Stored items
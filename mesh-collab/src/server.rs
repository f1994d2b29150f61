//! Topic-based signaling rendezvous server.
//!
//! Architecture:
//! ```text
//! Peer A ──┐                            ┌──► Peer A
//!           ├── subscribe(room) ── Topic ├──► Peer B
//! Peer B ──┘        publish(room) ──────┘
//! ```
//!
//! The server never looks inside published data: encrypted rooms relay
//! base64 strings, plaintext rooms relay JSON objects. Every subscriber
//! of a topic receives each publish, the sender included, with a
//! `clients` field carrying the current subscriber count.

use std::collections::{HashMap, HashSet};
use std::net::SocketAddr;
use std::sync::atomic::{AtomicU64, Ordering};
use std::sync::Arc;
use std::time::Duration;

use futures_util::{SinkExt, StreamExt};
use tokio::net::{TcpListener, TcpStream};
use tokio::sync::{mpsc, RwLock};
use tokio::task::JoinHandle;
use tokio_tungstenite::tungstenite::Message;

use crate::signaling::ControlMessage;

type ConnId = u64;

/// Server configuration.
#[derive(Debug, Clone)]
pub struct ServerConfig {
    /// Address to bind to
    pub bind_addr: String,
    /// Connections silent for longer than this are dropped
    pub ping_timeout_secs: u64,
}

impl Default for ServerConfig {
    fn default() -> Self {
        Self {
            bind_addr: "127.0.0.1:4444".to_string(),
            ping_timeout_secs: 30,
        }
    }
}

/// Server statistics.
#[derive(Debug, Clone, Default)]
pub struct ServerStats {
    pub total_connections: u64,
    pub active_connections: u64,
    pub total_messages: u64,
    pub relayed_messages: u64,
    pub active_topics: usize,
}

#[derive(Default)]
struct Registry {
    /// topic → subscribed connections
    topics: HashMap<String, HashSet<ConnId>>,
    /// connection → outbound queue
    conns: HashMap<ConnId, mpsc::UnboundedSender<Message>>,
}

impl Registry {
    fn subscribe(&mut self, conn: ConnId, topics: &[String]) {
        for topic in topics {
            self.topics.entry(topic.clone()).or_default().insert(conn);
        }
    }

    fn unsubscribe(&mut self, conn: ConnId, topics: &[String]) {
        for topic in topics {
            if let Some(subs) = self.topics.get_mut(topic) {
                subs.remove(&conn);
                if subs.is_empty() {
                    self.topics.remove(topic);
                }
            }
        }
    }

    fn remove_conn(&mut self, conn: ConnId) {
        self.conns.remove(&conn);
        self.topics.retain(|_, subs| {
            subs.remove(&conn);
            !subs.is_empty()
        });
    }
}

/// The signaling server.
pub struct SignalingServer {
    config: ServerConfig,
    registry: Arc<RwLock<Registry>>,
    stats: Arc<RwLock<ServerStats>>,
    next_conn: AtomicU64,
}

impl SignalingServer {
    pub fn new(config: ServerConfig) -> Self {
        Self {
            config,
            registry: Arc::new(RwLock::new(Registry::default())),
            stats: Arc::new(RwLock::new(ServerStats::default())),
            next_conn: AtomicU64::new(1),
        }
    }

    pub fn with_defaults() -> Self {
        Self::new(ServerConfig::default())
    }

    pub fn config(&self) -> &ServerConfig {
        &self.config
    }

    pub async fn stats(&self) -> ServerStats {
        self.stats.read().await.clone()
    }

    /// Current subscriber count of `topic`.
    pub async fn subscriber_count(&self, topic: &str) -> usize {
        self.registry.read().await.topics.get(topic).map_or(0, HashSet::len)
    }

    /// Bind and serve in the background. Returns the bound address, which
    /// is useful with a `:0` bind address.
    pub async fn listen(self: Arc<Self>) -> std::io::Result<(SocketAddr, JoinHandle<()>)> {
        let listener = TcpListener::bind(&self.config.bind_addr).await?;
        let addr = listener.local_addr()?;
        log::info!("Signaling server listening on {addr}");
        let handle = tokio::spawn(async move {
            if let Err(e) = self.accept_loop(listener).await {
                log::error!("Signaling server stopped: {e}");
            }
        });
        Ok((addr, handle))
    }

    /// Bind and serve until the listener fails.
    pub async fn run(self: Arc<Self>) -> std::io::Result<()> {
        let listener = TcpListener::bind(&self.config.bind_addr).await?;
        log::info!("Signaling server listening on {}", self.config.bind_addr);
        self.accept_loop(listener).await
    }

    async fn accept_loop(self: Arc<Self>, listener: TcpListener) -> std::io::Result<()> {
        loop {
            let (stream, addr) = listener.accept().await?;
            log::debug!("New TCP connection from {addr}");

            let server = self.clone();
            tokio::spawn(async move {
                if let Err(e) = server.handle_connection(stream, addr).await {
                    log::debug!("Connection error from {addr}: {e}");
                }
            });
        }
    }

    /// Handle a single WebSocket connection.
    async fn handle_connection(
        self: Arc<Self>,
        stream: TcpStream,
        addr: SocketAddr,
    ) -> Result<(), Box<dyn std::error::Error + Send + Sync>> {
        let ws_stream = tokio_tungstenite::accept_async(stream).await?;
        let (mut ws_sender, mut ws_receiver) = ws_stream.split();
        let conn = self.next_conn.fetch_add(1, Ordering::Relaxed);

        log::info!("WebSocket connection {conn} established from {addr}");

        let (tx, mut rx) = mpsc::unbounded_channel::<Message>();
        self.registry.write().await.conns.insert(conn, tx.clone());
        {
            let mut s = self.stats.write().await;
            s.total_connections += 1;
            s.active_connections += 1;
        }

        let writer = tokio::spawn(async move {
            while let Some(msg) = rx.recv().await {
                if ws_sender.send(msg).await.is_err() {
                    break;
                }
            }
            let _ = ws_sender.close().await;
        });

        let ping_timeout = Duration::from_secs(self.config.ping_timeout_secs);
        loop {
            let msg = match tokio::time::timeout(ping_timeout, ws_receiver.next()).await {
                Ok(Some(Ok(msg))) => msg,
                Ok(Some(Err(e))) => {
                    log::debug!("WebSocket error from {addr}: {e}");
                    break;
                }
                Ok(None) => break,
                Err(_) => {
                    log::info!("Connection {conn} from {addr} timed out");
                    break;
                }
            };
            match msg {
                Message::Text(text) => {
                    self.stats.write().await.total_messages += 1;
                    match ControlMessage::from_json(text.as_str()) {
                        Ok(control) => self.handle_control(conn, &tx, control).await,
                        Err(e) => log::debug!("Ignoring malformed message from {addr}: {e}"),
                    }
                }
                Message::Close(_) => break,
                // Transport-level pings are answered by tungstenite.
                _ => {}
            }
        }

        let active_topics = {
            let mut registry = self.registry.write().await;
            registry.remove_conn(conn);
            registry.topics.len()
        };
        {
            let mut s = self.stats.write().await;
            s.active_connections = s.active_connections.saturating_sub(1);
            s.active_topics = active_topics;
        }
        drop(tx);
        writer.abort();
        log::info!("Connection {conn} from {addr} closed");
        Ok(())
    }

    async fn handle_control(
        &self,
        conn: ConnId,
        reply: &mpsc::UnboundedSender<Message>,
        control: ControlMessage,
    ) {
        match control {
            ControlMessage::Subscribe { topics } => {
                let active = {
                    let mut registry = self.registry.write().await;
                    registry.subscribe(conn, &topics);
                    registry.topics.len()
                };
                self.stats.write().await.active_topics = active;
            }
            ControlMessage::Unsubscribe { topics } => {
                let active = {
                    let mut registry = self.registry.write().await;
                    registry.unsubscribe(conn, &topics);
                    registry.topics.len()
                };
                self.stats.write().await.active_topics = active;
            }
            ControlMessage::Publish { topic, data, .. } => {
                let receivers: Vec<mpsc::UnboundedSender<Message>> = {
                    let registry = self.registry.read().await;
                    match registry.topics.get(&topic) {
                        Some(subs) => subs
                            .iter()
                            .filter_map(|id| registry.conns.get(id).cloned())
                            .collect(),
                        None => Vec::new(),
                    }
                };
                if receivers.is_empty() {
                    return;
                }
                let relayed = ControlMessage::Publish {
                    topic,
                    data,
                    clients: Some(receivers.len()),
                };
                let text = match relayed.to_json() {
                    Ok(text) => text,
                    Err(e) => {
                        log::error!("Cannot encode relayed publish: {e}");
                        return;
                    }
                };
                for receiver in &receivers {
                    let _ = receiver.send(Message::Text(text.clone().into()));
                }
                self.stats.write().await.relayed_messages += receivers.len() as u64;
            }
            ControlMessage::Ping => {
                if let Ok(text) = ControlMessage::Pong.to_json() {
                    let _ = reply.send(Message::Text(text.into()));
                }
            }
            ControlMessage::Pong => {}
        }
    }
}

About this exercise
Could you return exactly the lines above from the line with "registry.remove_conn(conn);" to the line with "writer.abort();", both included, and nothing else?

Worked solution
            registry.remove_conn(conn);
            registry.topics.len()
        };
        {
            let mut s = self.stats.write().await;
            s.active_connections = s.active_connections.saturating_sub(1);
            s.active_topics = active_topics;
        }
        drop(tx);
        writer.abort();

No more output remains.